A questo punto è evidente che una delle premesse più felici di Love, Death & Robots è la libertà assoluta che Netflix ha concesso per sviluppare la serie. E al di là della resa dei singoli episodi, è confortante sapere che attraversiamo una fase in cui delle menti creative e brillanti hanno la possibilità di creare progetti innovativi che non richiedono una classificazione tradizionale. David Fincher e Tim Miller non sono certo gli ultimi arrivati, anzi è proprio la forza dei loro nomi ad aver sostenuto il peso di un esperimento che Netflix ha accettato fin da subito a scatola chiusa. Insomma, niente male come attestato di stima.

Cos’è andato storto in Love, Death & Robots?

Che il giudizio su Love, Death & Robots non fosse così semplice l’avevamo detto subito. Potremmo parlare del formato, ad esempio. In alcuni casi la durata media di 12 minuti lascia l’amaro in bocca per le possibilità inesplorate di un episodio, per quei brevissimi lampi d’interesse che percepiamo verso personaggi o situazioni e che per forza di cose muoiono sul nascere. In altri, invece, la narrazione che dovrebbe reggere il grandioso impianto dell’animazione è talmente fragile da causare crolli clamorosi nel bel mezzo della storia. Sono esempi lampanti di cosa dire sacrificati in nome del come dirlo. Un peccato.

Il cosa dire è un altro grosso problema di Love, Death & Robots. Comprimere percorsi narrativi densi ed elaborati in archi temporali così ristretti non è semplice, certo, ma in questo caso più che difficile è impossibile, perché le trame non esistono. Sono accenni di per sé vaghi, ulteriormente oscurati da effetti visivi allo stesso tempo esuberanti e inconsistenti. Un peccato anche questo.

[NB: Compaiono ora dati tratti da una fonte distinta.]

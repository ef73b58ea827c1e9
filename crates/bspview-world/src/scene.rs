// scene.rs — immutable loaded map
//
// Everything is addressed by index into flat arrays. A scene never changes
// after assembly; a new load replaces it wholesale.

use std::ops::Range;

use bspview_common::bspfile::{DFace, DLeaf, DModel, DNode, DPlane};
use bspview_common::mathlib::{add_point_to_bounds, clear_bounds, dot_product, Vec3};

use crate::entities::EntityRecord;
use crate::mesh::{DisplacementMesh, FaceGeometry, FaceMesh};
use crate::vis::VisibilityTable;

/// Which mesh, if any, renders a face.
#[derive(Debug, Clone, Copy, PartialEq, Eq)]
pub(crate) enum GeometryRef {
    None,
    Flat(usize),
    Displacement(usize),
}

#[derive(Debug, Clone, Copy, PartialEq, Eq, Default)]
pub struct SceneStats {
    pub vertices: usize,
    pub faces: usize,
    pub resolved_faces: usize,
    pub static_meshes: usize,
    pub displacement_meshes: usize,
    pub triangles: usize,
    pub clusters: usize,
    pub leaves: usize,
    pub entities: usize,
}

#[derive(Debug, Clone)]
pub struct Scene {
    pub(crate) name: String,
    pub(crate) version: i32,
    pub(crate) revision: i32,
    pub(crate) checksum: u32,
    pub(crate) vertex_count: usize,
    pub(crate) faces: Vec<DFace>,
    pub(crate) static_meshes: Vec<FaceMesh>,
    pub(crate) displacement_meshes: Vec<DisplacementMesh>,
    pub(crate) face_geometry: Vec<GeometryRef>,
    pub(crate) planes: Vec<DPlane>,
    pub(crate) nodes: Vec<DNode>,
    pub(crate) leafs: Vec<DLeaf>,
    pub(crate) leaf_faces: Vec<u16>,
    pub(crate) models: Vec<DModel>,
    pub(crate) cluster_leaves: Vec<Vec<usize>>,
    pub(crate) vis: VisibilityTable,
    pub(crate) entities: Vec<EntityRecord>,
}

impl Scene {
    pub fn name(&self) -> &str {
        &self.name
    }

    pub fn version(&self) -> i32 {
        self.version
    }

    pub fn revision(&self) -> i32 {
        self.revision
    }

    /// CRC-32 of the file the scene was loaded from.
    pub fn checksum(&self) -> u32 {
        self.checksum
    }

    // ============================================================
    // Geometry
    // ============================================================

    pub fn faces(&self) -> &[DFace] {
        &self.faces
    }

    /// Flat meshes of every resolved face without a displacement.
    pub fn static_meshes(&self) -> &[FaceMesh] {
        &self.static_meshes
    }

    pub fn displacement_meshes(&self) -> &[DisplacementMesh] {
        &self.displacement_meshes
    }

    pub fn face_geometry(&self, face: usize) -> Option<FaceGeometry<'_>> {
        match self.face_geometry.get(face)? {
            GeometryRef::None => None,
            GeometryRef::Flat(i) => Some(FaceGeometry::Flat(&self.static_meshes[*i])),
            GeometryRef::Displacement(i) => {
                Some(FaceGeometry::Displacement(&self.displacement_meshes[*i]))
            }
        }
    }

    pub fn models(&self) -> &[DModel] {
        &self.models
    }

    /// Face range of a submodel. Model 0 is the world.
    pub fn model_faces(&self, model: usize) -> Range<usize> {
        let Some(m) = self.models.get(model) else {
            return 0..0;
        };
        let start = (m.firstface.max(0) as usize).min(self.faces.len());
        let end = (start + m.numfaces.max(0) as usize).min(self.faces.len());
        start..end
    }

    // ============================================================
    // Leaves and clusters
    // ============================================================

    pub fn leafs(&self) -> &[DLeaf] {
        &self.leafs
    }

    /// Leaf containing `point`, found by walking the node tree from the
    /// world model's head node.
    pub fn leaf_at(&self, point: &Vec3) -> Option<usize> {
        if self.leafs.is_empty() {
            return None;
        }
        if self.nodes.is_empty() {
            return Some(0);
        }

        let mut num = self.models.first().map_or(0, |m| m.headnode);
        // a well-formed tree reaches a leaf in fewer steps than it has nodes
        for _ in 0..=self.nodes.len() {
            if num < 0 {
                let leaf = (-1 - num) as usize;
                return (leaf < self.leafs.len()).then_some(leaf);
            }
            let node = self.nodes.get(num as usize)?;
            let plane = self.planes.get(node.planenum.max(0) as usize)?;
            let d = dot_product(&plane.normal, point) - plane.dist;
            num = if d >= 0.0 {
                node.children[0]
            } else {
                node.children[1]
            };
        }
        None
    }

    pub fn cluster_of(&self, leaf: usize) -> Option<usize> {
        self.leafs.get(leaf)?.cluster()
    }

    pub fn cluster_count(&self) -> usize {
        self.cluster_leaves.len()
    }

    pub fn leaves_in_cluster(&self, cluster: usize) -> &[usize] {
        self.cluster_leaves
            .get(cluster)
            .map(Vec::as_slice)
            .unwrap_or(&[])
    }

    /// Union of the boxes of a cluster's leaves.
    pub fn cluster_bounds(&self, cluster: usize) -> Option<(Vec3, Vec3)> {
        let leaves = self.leaves_in_cluster(cluster);
        if leaves.is_empty() {
            return None;
        }
        let (mut mins, mut maxs) = ([0.0; 3], [0.0; 3]);
        clear_bounds(&mut mins, &mut maxs);
        for &l in leaves {
            let leaf = &self.leafs[l];
            add_point_to_bounds(&leaf.mins.map(f32::from), &mut mins, &mut maxs);
            add_point_to_bounds(&leaf.maxs.map(f32::from), &mut mins, &mut maxs);
        }
        Some((mins, maxs))
    }

    /// Face indices listed by one leaf, skipping out-of-range entries.
    pub fn leaf_face_indices(&self, leaf: usize) -> impl Iterator<Item = usize> + '_ {
        let range = self.leafs.get(leaf).map_or(0..0, |l| {
            let start = (l.firstleafface as usize).min(self.leaf_faces.len());
            let end = (start + l.numleaffaces as usize).min(self.leaf_faces.len());
            start..end
        });
        self.leaf_faces[range]
            .iter()
            .map(|&f| f as usize)
            .filter(|&f| f < self.faces.len())
    }

    // ============================================================
    // Visibility
    // ============================================================

    pub fn visibility(&self) -> &VisibilityTable {
        &self.vis
    }

    pub fn is_visible(&self, from_cluster: usize, to_cluster: usize) -> bool {
        self.vis.is_visible(from_cluster, to_cluster)
    }

    pub fn is_hearable(&self, from_cluster: usize, to_cluster: usize) -> bool {
        self.vis.is_hearable(from_cluster, to_cluster)
    }

    /// Faces of every leaf whose cluster is visible from `from_leaf`, each
    /// face once, in first-seen order. A leaf outside the world sees
    /// everything; leaves outside the world are never seen.
    pub fn potentially_visible_faces(&self, from_leaf: usize) -> Vec<usize> {
        let Some(leaf) = self.leafs.get(from_leaf) else {
            return Vec::new();
        };
        let from_cluster = leaf.cluster();

        let mut seen = vec![false; self.faces.len()];
        let mut faces = Vec::new();
        for (index, target) in self.leafs.iter().enumerate() {
            let Some(to_cluster) = target.cluster() else {
                continue;
            };
            if let Some(from) = from_cluster {
                if !self.vis.is_visible(from, to_cluster) {
                    continue;
                }
            }
            for face in self.leaf_face_indices(index) {
                if !seen[face] {
                    seen[face] = true;
                    faces.push(face);
                }
            }
        }
        faces
    }

    // ============================================================
    // Entities
    // ============================================================

    pub fn entities(&self) -> &[EntityRecord] {
        &self.entities
    }

    pub fn entities_by_class<'a>(
        &'a self,
        class_name: &'a str,
    ) -> impl Iterator<Item = &'a EntityRecord> + 'a {
        self.entities
            .iter()
            .filter(move |e| e.class_name() == Some(class_name))
    }

    pub fn stats(&self) -> SceneStats {
        let triangles = self
            .static_meshes
            .iter()
            .map(FaceMesh::triangle_count)
            .chain(self.displacement_meshes.iter().map(DisplacementMesh::triangle_count))
            .sum();
        SceneStats {
            vertices: self.vertex_count,
            faces: self.faces.len(),
            resolved_faces: self
                .face_geometry
                .iter()
                .filter(|g| **g != GeometryRef::None)
                .count(),
            static_meshes: self.static_meshes.len(),
            displacement_meshes: self.displacement_meshes.len(),
            triangles,
            clusters: self.cluster_leaves.len(),
            leaves: self.leafs.len(),
            entities: self.entities.len(),
        }
    }
}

Gli aspetti tecnici, per quanto problematici, passano comunque in secondo piano quando a sollevare dubbi monumentali sono dei messaggi negativi veicolati con tanta forza. Nella stessa peak TV che permette a prodotti del genere di vedere la luce, la rappresentazione femminile ha fatto un passo in avanti e ha ampliato il proprio raggio d’azione per includere storie, voci ed esperienze finora taciute. Quindi sconvolge doversi scontrare con un punto di vista così bieco e sessista proprio in una serie che ha nel DNA il superamento di dinamiche tradizionali.

In Love, Death & Robots le donne sono soggiogate a uno stato di violenza sessualizzata, vittime impotenti trasposte sullo schermo come facile fuga per la fantasia misogina di un adolescente disagiato. Peccato che gli artefici di questo mondo fantastico siano in realtà uomini adulti, e che questi uomini adulti rispondano, tra gli altri, ai nomi di David Fincher e Tim Miller.